Obtained using the software “Compute pI/Mwt” from the ExPASy home page, Swiss Institute of Bioinformatics, Geneva, Switzerland.

Expression and purification of recombinant antigens.

Expression was detected by probing immunoblots containing these antigens using the commercial anti-RGS His antibody. The levels of expression observed were high for the B.4, B.M, and 38-kDa proteins, moderate for the B.6 and B.10 proteins, and low for the C17 protein (Fig. 3). All of these recombinant proteins, except for C17, were present in the insoluble fraction of an SDS-PAGE analysis (data not shown), indicating that these proteins formed inclusion bodies and were insoluble. As such, these recombinant proteins were purified by Ni-NTA affinity chromatography in 8 M urea, and the SDS-PAGE profile of the purified antigens subsequently used for immunoblots is shown in Fig. 4. The approximate yields of recombinant antigens purified through Ni-NTA were 36 mg/liter for B.4, 0.5 mg/liter for B.6, 0.2 mg/liter for B.10, 15 mg/liter for B.M, <0.1 mg/liter for C17, and 10 mg/liter for the 38-kDa protein.

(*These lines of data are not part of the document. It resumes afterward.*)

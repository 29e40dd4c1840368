// src/config.rs

use std::env;
use dotenvy::dotenv;

use crate::quiz::evaluator::ShortAnswerPolicy;

/// Minimum number of characters in a quiz title.
pub const MIN_TITLE_LENGTH: usize = 5;

/// Minimum number of characters in a question prompt.
pub const MIN_PROMPT_LENGTH: usize = 10;

/// Allowed range for a quiz's estimated completion time, in minutes.
pub const ESTIMATED_TIME_RANGE: std::ops::RangeInclusive<u32> = 5..=180;

/// Maximum marks a single question may carry.
pub const MAX_QUESTION_MARKS: u32 = 100;

/// Maximum passing score (percentage).
pub const MAX_PASSING_SCORE: u32 = 100;

/// Fixed labels for true/false questions. Index 0 is "True".
pub const TRUE_FALSE_OPTIONS: [&str; 2] = ["True", "False"];

#[derive(Debug, Clone)]
pub struct Config {
    pub database_url: String,
    pub jwt_secret: String,
    /// Token lifetime in seconds.
    pub jwt_expiration: u64,
    pub rust_log: String,
    pub admin_email: Option<String>,
    pub admin_password: Option<String>,
    pub short_answer: ShortAnswerPolicy,
    pub port: u16,
}

impl Config {
    pub fn from_env() -> Self {
        dotenv().ok();

        let database_url = env::var("DATABASE_URL")
            .expect("DATABASE_URL must be set");

        let jwt_secret = env::var("JWT_SECRET")
            .expect("JWT_SECRET must be set");

        let jwt_expiration = env::var("JWT_EXPIRATION")
            .ok()
            .and_then(|v| v.parse().ok())
            .unwrap_or(86_400);

        let rust_log = env::var("RUST_LOG")
            .unwrap_or_else(|_| "info".to_string());

        let short_answer = ShortAnswerPolicy {
            case_sensitive: env_flag("SHORT_ANSWER_CASE_SENSITIVE", false),
            trim_whitespace: env_flag("SHORT_ANSWER_TRIM", true),
        };

        let port = env::var("PORT")
            .ok()
            .and_then(|v| v.parse().ok())
            .unwrap_or(3000);

        Self {
            database_url,
            jwt_secret,
            jwt_expiration,
            rust_log,
            admin_email: env::var("ADMIN_EMAIL").ok(),
            admin_password: env::var("ADMIN_PASSWORD").ok(),
            short_answer,
            port,
        }
    }
}

fn env_flag(key: &str, default: bool) -> bool {
    match env::var(key) {
        Ok(v) => matches!(v.trim().to_ascii_lowercase().as_str(), "1" | "true" | "yes" | "on"),
        Err(_) => default,
    }
}
pub mod hash;
pub mod html;
pub mod jwt;
// src/quiz/mod.rs

//! Quiz core: definition checks, grading, and the attempt lifecycle.
//! Pure and synchronous; storage is the caller's concern.

pub mod evaluator;
pub mod lifecycle;
pub mod stats;
pub mod validator;

pub use evaluator::{ShortAnswerPolicy, evaluate};
pub use lifecycle::LifecycleError;
pub use validator::{ValidQuiz, ValidationError, ValidationErrors, validate};
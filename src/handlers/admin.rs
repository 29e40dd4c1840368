// src/handlers/admin.rs

use axum::{
    Json,
    extract::{Path, Query, State},
    http::StatusCode,
    response::IntoResponse,
};
use chrono::Utc;
use uuid::Uuid;
use validator::Validate;

use crate::{
    error::AppError,
    models::user::{AdminCreateUserRequest, AdminUpdateUserRequest, User, UserFilter},
    store::DynStore,
    utils::hash::hash_password,
};

/// Lists users, optionally by school and role.
/// Admin only.
pub async fn list_users(
    State(store): State<DynStore>,
    Query(filter): Query<UserFilter>,
) -> Result<impl IntoResponse, AppError> {
    let users = store.list_users(&filter).await.map_err(|e| {
        tracing::error!("Failed to list users: {:?}", e);
        AppError::from(e)
    })?;

    Ok(Json(users))
}

/// Creates a user with a specific role (teachers and admins are created this way).
/// Admin only.
pub async fn create_user(
    State(store): State<DynStore>,
    Json(payload): Json<AdminCreateUserRequest>,
) -> Result<impl IntoResponse, AppError> {
    payload.validate()?;

    let now = Utc::now();
    let user = store
        .create_user(User {
            id: Uuid::new_v4(),
            email: payload.email.trim().to_lowercase(),
            name: payload.name.trim().to_string(),
            password: hash_password(&payload.password)?,
            role: payload.role,
            school_id: payload.school_id,
            class_ids: payload.class_ids,
            avatar: None,
            created_at: now,
            updated_at: now,
        })
        .await?;

    tracing::info!(user_id = %user.id, role = user.role.as_str(), "admin created user");
    Ok((StatusCode::CREATED, Json(user)))
}

/// Updates user information.
/// Admin only.
pub async fn update_user(
    State(store): State<DynStore>,
    Path(id): Path<Uuid>,
    Json(payload): Json<AdminUpdateUserRequest>,
) -> Result<impl IntoResponse, AppError> {
    payload.validate()?;

    let mut user = store
        .find_user(id)
        .await?
        .ok_or(AppError::NotFound("User not found".to_string()))?;

    if let Some(name) = payload.name {
        user.name = name;
    }
    if let Some(role) = payload.role {
        user.role = role;
    }
    if let Some(school_id) = payload.school_id {
        user.school_id = school_id;
    }
    if let Some(class_ids) = payload.class_ids {
        user.class_ids = class_ids;
    }
    if let Some(password) = payload.password {
        user.password = hash_password(&password)?;
    }
    user.updated_at = Utc::now();

    store.update_user(&user).await?;
    Ok(Json(user))
}
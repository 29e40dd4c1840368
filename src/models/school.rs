// src/models/school.rs

use std::str::FromStr;

use serde::{Deserialize, Serialize};
use uuid::Uuid;
use validator::Validate;

#[derive(Debug, Clone, Copy, PartialEq, Eq, Serialize, Deserialize)]
#[serde(rename_all = "lowercase")]
pub enum SubscriptionPlan {
    Basic,
    Pro,
    Enterprise,
}

impl SubscriptionPlan {
    pub fn as_str(&self) -> &'static str {
        match self {
            SubscriptionPlan::Basic => "basic",
            SubscriptionPlan::Pro => "pro",
            SubscriptionPlan::Enterprise => "enterprise",
        }
    }
}

impl FromStr for SubscriptionPlan {
    type Err = String;

    fn from_str(s: &str) -> Result<Self, Self::Err> {
        match s {
            "basic" => Ok(SubscriptionPlan::Basic),
            "pro" => Ok(SubscriptionPlan::Pro),
            "enterprise" => Ok(SubscriptionPlan::Enterprise),
            other => Err(format!("unknown subscription plan '{}'", other)),
        }
    }
}

/// Represents the 'schools' table in the database.
#[derive(Debug, Clone, Serialize, Deserialize)]
pub struct School {
    pub id: Uuid,
    pub name: String,
    pub address: String,
    pub subscription_plan: SubscriptionPlan,
    pub max_students: i32,
    pub max_teachers: i32,
    pub is_active: bool,
    pub created_at: chrono::DateTime<chrono::Utc>,
}

/// DTO for creating a school.
#[derive(Debug, Deserialize, Validate)]
pub struct CreateSchoolRequest {
    #[validate(length(min = 1, max = 200))]
    pub name: String,
    #[validate(length(min = 1, max = 500))]
    pub address: String,
    pub subscription_plan: SubscriptionPlan,
    #[validate(range(min = 1))]
    pub max_students: i32,
    #[validate(range(min = 1))]
    pub max_teachers: i32,
}

/// DTO for updating a school. Fields are optional.
#[derive(Debug, Deserialize, Validate)]
pub struct UpdateSchoolRequest {
    #[validate(length(min = 1, max = 200))]
    pub name: Option<String>,
    #[validate(length(min = 1, max = 500))]
    pub address: Option<String>,
    pub subscription_plan: Option<SubscriptionPlan>,
    #[validate(range(min = 1))]
    pub max_students: Option<i32>,
    #[validate(range(min = 1))]
    pub max_teachers: Option<i32>,
    pub is_active: Option<bool>,
}

/// Represents the 'classes' table. A teaching group within one school.
#[derive(Debug, Clone, Serialize, Deserialize)]
pub struct Class {
    pub id: Uuid,
    pub name: String,
    pub teacher_id: Uuid,
    pub school_id: Uuid,
    pub year_group: i32,
    pub subject: String,
    pub student_ids: Vec<Uuid>,
    pub description: Option<String>,
    pub is_active: bool,
    pub created_at: chrono::DateTime<chrono::Utc>,
}

/// Query parameters for listing a school's classes.
#[derive(Debug, Default, Clone, Deserialize)]
pub struct ClassFilter {
    pub teacher_id: Option<Uuid>,
}

impl ClassFilter {
    pub fn matches(&self, class: &Class) -> bool {
        class.is_active && self.teacher_id.is_none_or(|id| class.teacher_id == id)
    }
}

/// DTO for creating a class.
#[derive(Debug, Deserialize, Validate)]
pub struct CreateClassRequest {
    #[validate(length(min = 1, max = 100))]
    pub name: String,
    pub school_id: Uuid,
    /// Defaults to the caller when omitted.
    pub teacher_id: Option<Uuid>,
    #[validate(range(min = 1, max = 13))]
    pub year_group: i32,
    #[validate(length(min = 1, max = 100))]
    pub subject: String,
    #[serde(default)]
    pub student_ids: Vec<Uuid>,
    #[validate(length(max = 1000))]
    pub description: Option<String>,
}
/// Clean HTML content using the ammonia library.
///
/// Whitelist-based: safe tags (like <b>, <p>) stay, while <script>, <iframe>
/// and event-handler attributes are stripped. Applied to the free text that
/// quiz authors write and learners read.
pub fn clean_html(input: &str) -> String {
    ammonia::clean(input)
}

/// Sanitizes an optional field, dropping it if nothing is left.
pub fn clean_optional(input: Option<String>) -> Option<String> {
    input
        .map(|s| clean_html(&s))
        .filter(|s| !s.trim().is_empty())
}
// src/routes.rs

use axum::{
    Router,
    http::Method,
    middleware,
    routing::{get, post, put},
};
use tower::ServiceBuilder;
use tower_http::{cors::CorsLayer, trace::TraceLayer};

use crate::{
    handlers::{admin, attempt, auth, quiz, school},
    state::AppState,
    utils::jwt::{admin_middleware, auth_middleware, staff_middleware},
};

/// Assembles the main application router.
///
/// * Merges all sub-routers (auth, admin, schools, quizzes, attempts).
/// * Applies global middleware (Trace, CORS).
/// * Injects global state (store + config).
pub fn create_router(state: AppState) -> Router {
    let origins = [
        "http://localhost:3000".parse().expect("static origin"),
        "http://127.0.0.1:3000".parse().expect("static origin"),
    ];

    let cors = CorsLayer::new()
        .allow_origin(origins)
        .allow_methods([Method::GET, Method::POST, Method::PUT, Method::DELETE])
        .allow_headers([
            axum::http::header::AUTHORIZATION,
            axum::http::header::CONTENT_TYPE,
        ]);

    let authenticated = middleware::from_fn_with_state(state.clone(), auth_middleware);

    let auth_routes = Router::new()
        .route("/register", post(auth::register))
        .route("/login", post(auth::login))
        .merge(
            Router::new()
                .route("/me", get(auth::me))
                .layer(authenticated.clone()),
        );

    let admin_routes = Router::new()
        .route("/users", get(admin::list_users).post(admin::create_user))
        .route("/users/{id}", put(admin::update_user))
        .route("/schools", get(school::list_schools).post(school::create_school))
        .route("/schools/{id}", put(school::update_school))
        // Double middleware protection: Auth first, then Admin check
        .layer(
            ServiceBuilder::new()
                .layer(authenticated.clone())
                .layer(middleware::from_fn(admin_middleware)),
        );

    let staff_routes = Router::new()
        .route("/schools/{id}/classes", get(school::list_classes))
        .route("/classes", post(school::create_class))
        .route("/quizzes", post(quiz::create_quiz))
        .route("/quizzes/{id}", put(quiz::update_quiz).delete(quiz::delete_quiz))
        .route("/quizzes/{id}/publish", post(quiz::publish_quiz))
        .route("/quizzes/{id}/stats", get(quiz::quiz_stats))
        .layer(
            ServiceBuilder::new()
                .layer(authenticated.clone())
                .layer(middleware::from_fn(staff_middleware)),
        );

    let learner_routes = Router::new()
        .route("/quizzes", get(quiz::list_quizzes))
        .route("/quizzes/{id}", get(quiz::get_quiz))
        .route("/quizzes/{id}/attempts", post(attempt::start_attempt))
        .route("/attempts", get(attempt::list_attempts))
        .route("/attempts/{id}", get(attempt::get_attempt))
        .route("/attempts/{id}/answers", put(attempt::record_answer))
        .route("/attempts/{id}/submit", post(attempt::submit_attempt))
        .layer(authenticated);

    Router::new()
        .nest("/api/auth", auth_routes)
        .nest("/api/admin", admin_routes)
        .nest("/api", staff_routes.merge(learner_routes))
        // Global Middleware (applied from outside in)
        .layer(TraceLayer::new_for_http())
        .layer(cors)
        .with_state(state)
}
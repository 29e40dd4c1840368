// src/handlers/attempt.rs

use std::collections::HashMap;

use axum::{
    Extension, Json,
    extract::{Path, Query, State},
    http::StatusCode,
    response::IntoResponse,
};
use uuid::Uuid;

use crate::{
    config::Config,
    error::AppError,
    handlers::quiz::{load_managed, load_visible},
    models::{
        attempt::{
            AttemptFilter, AttemptResponse, AttemptStatus, QuizAttempt, RecordAnswerRequest,
            SubmitAttemptRequest,
        },
        user::UserRole,
    },
    quiz::lifecycle,
    store::{DynStore, StoreError},
    utils::jwt::Claims,
};

/// Loads an attempt the caller owns. Other students' attempts read as missing.
async fn load_own(store: &DynStore, id: Uuid, claims: &Claims) -> Result<QuizAttempt, AppError> {
    let attempt = store.load_attempt(id).await?;
    if attempt.student_id != claims.user_id() {
        return Err(AppError::NotFound("Attempt not found".to_string()));
    }
    Ok(attempt)
}

/// Starts an attempt on a quiz for the calling student.
///
/// * 409 if the student already has one in progress; the message names it so
///   the client can resume instead.
pub async fn start_attempt(
    State(store): State<DynStore>,
    Extension(claims): Extension<Claims>,
    Path(quiz_id): Path<Uuid>,
) -> Result<impl IntoResponse, AppError> {
    if claims.role != UserRole::Student {
        return Err(AppError::Forbidden("Only students can take quizzes".to_string()));
    }

    let student_id = claims.user_id();
    let quiz = load_visible(&store, quiz_id, &claims.viewer()).await?;

    let open = store
        .list_attempts(&AttemptFilter {
            quiz_id: Some(quiz_id),
            student_id: Some(student_id),
            status: Some(AttemptStatus::InProgress),
        })
        .await?;

    let attempt = lifecycle::start(&quiz, student_id, &open)?;

    // Lost a race with a concurrent start: the store's conditional insert decides.
    let attempt = store.create_attempt(attempt).await.map_err(|e| match e {
        StoreError::Conflict(msg) => {
            tracing::warn!(%quiz_id, %student_id, "duplicate attempt start rejected by store");
            AppError::Conflict(msg)
        }
        other => AppError::from(other),
    })?;

    tracing::info!(attempt_id = %attempt.id, %quiz_id, %student_id, "attempt started");
    Ok((StatusCode::CREATED, Json(AttemptResponse::from(attempt))))
}

/// Records (or replaces) the answer to one question.
pub async fn record_answer(
    State(store): State<DynStore>,
    Extension(claims): Extension<Claims>,
    Path(id): Path<Uuid>,
    Json(req): Json<RecordAnswerRequest>,
) -> Result<impl IntoResponse, AppError> {
    let attempt = load_own(&store, id, &claims).await?;
    let quiz = store.load_quiz(attempt.quiz_id).await?;

    if quiz.question(req.question_id).is_none() {
        return Err(AppError::BadRequest("Question does not belong to this quiz".to_string()));
    }

    let attempt = lifecycle::record_answer(&attempt, req.question_id, req.value)?;
    store.save_attempt(&attempt).await?;

    Ok(Json(AttemptResponse::from(attempt)))
}

/// Grades and closes an attempt. Submitting twice is a 409.
pub async fn submit_attempt(
    State(store): State<DynStore>,
    State(config): State<Config>,
    Extension(claims): Extension<Claims>,
    Path(id): Path<Uuid>,
    Json(req): Json<SubmitAttemptRequest>,
) -> Result<impl IntoResponse, AppError> {
    let attempt = load_own(&store, id, &claims).await?;
    let quiz = store.load_quiz(attempt.quiz_id).await?;

    let completed = lifecycle::submit(&attempt, &quiz, req.elapsed_seconds, &config.short_answer)?;

    let ungraded = completed.unsupported_questions();
    if !ungraded.is_empty() {
        tracing::warn!(
            attempt_id = %completed.id,
            questions = ?ungraded,
            "attempt contains questions without a scoring rule; needs manual review"
        );
    }

    store.save_attempt(&completed).await.map_err(|e| {
        tracing::error!("Failed to save completed attempt {}: {:?}", completed.id, e);
        AppError::from(e)
    })?;

    tracing::info!(
        attempt_id = %completed.id,
        score = completed.score,
        percentage = completed.percentage,
        "attempt submitted"
    );
    Ok(Json(AttemptResponse::from(completed)))
}

/// Reads one attempt. Students see their own; staff see attempts on quizzes
/// they manage.
pub async fn get_attempt(
    State(store): State<DynStore>,
    Extension(claims): Extension<Claims>,
    Path(id): Path<Uuid>,
) -> Result<impl IntoResponse, AppError> {
    let attempt = if claims.role.is_staff() {
        let attempt = store.load_attempt(id).await?;
        load_managed(&store, attempt.quiz_id, &claims.viewer()).await?;
        attempt
    } else {
        load_own(&store, id, &claims).await?
    };

    Ok(Json(AttemptResponse::from(attempt)))
}

/// Lists attempts, newest first.
///
/// Students are always limited to their own. Teachers only get attempts on
/// quizzes they manage; admins see everything.
pub async fn list_attempts(
    State(store): State<DynStore>,
    Extension(claims): Extension<Claims>,
    Query(mut filter): Query<AttemptFilter>,
) -> Result<impl IntoResponse, AppError> {
    if claims.role == UserRole::Student {
        filter.student_id = Some(claims.user_id());
    }

    let mut attempts = store.list_attempts(&filter).await?;

    if claims.role == UserRole::Teacher {
        let viewer = claims.viewer();
        let mut managed: HashMap<Uuid, bool> = HashMap::new();
        for attempt in &attempts {
            if !managed.contains_key(&attempt.quiz_id) {
                let allowed = match store.load_quiz(attempt.quiz_id).await {
                    Ok(quiz) => quiz.can_manage(&viewer),
                    Err(StoreError::NotFound(_)) => false,
                    Err(e) => return Err(e.into()),
                };
                managed.insert(attempt.quiz_id, allowed);
            }
        }
        attempts.retain(|a| managed.get(&a.quiz_id).copied().unwrap_or(false));
    }

    let attempts: Vec<AttemptResponse> = attempts.into_iter().map(AttemptResponse::from).collect();
    Ok(Json(attempts))
}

FIG. 3 — Expression and affinity chromatography purification profiles of the *M. tuberculosis* antigens expressed in 100 ml of M₁₅/*E. coli* cultures. Lanes: M and Ms, protein molecular weight markers (M, Kaleidoscope standards; Ms, Sigma Broad range); 1 through 4, aliquots taken at 0, 1, 2, and 3 h, respectively, after induction with 1 mM IPTG; B, total cell lysate before passing through Ni-NTA column; A, total lysate after passing through column; W, wash fractions in 8 M urea buffer (pH 6.5 to 5.9); E1 to E7, eluted fractions in 8 M urea buffer (pH 4.5). The bulk of the recombinant proteins were observed to be eluted in fractions in 8 M urea buffer (pH 4.5). The bulk of the recombinant proteins were observed to be eluted in fractions E2 and E3 (arrows). All the gels were stained with Coomassie brilliant blue, except for C17, which was silver stained.

FIG. 4 — Recombinant *M. tuberculosis* antigens (arrows) purified by Ni-NTA affinity chromatography as observed on an SDS-PAGE gel (silver stained) (A) and on a Western blot of a duplicate gel which was probed with anti-RGS His antibody followed by detection with alkaline phosphatase-conjugated goat anti-mouse Ig and NBT-BCIP substrate (B). Some truncated products of the recombinant proteins were observed which were detected by the antibody. Lanes: M, Kaleidoscope prestained standards; 1, B.4; 2, B.6; 3, B.10; 4, B.M; 5, 38-kDa protein; 6, C17.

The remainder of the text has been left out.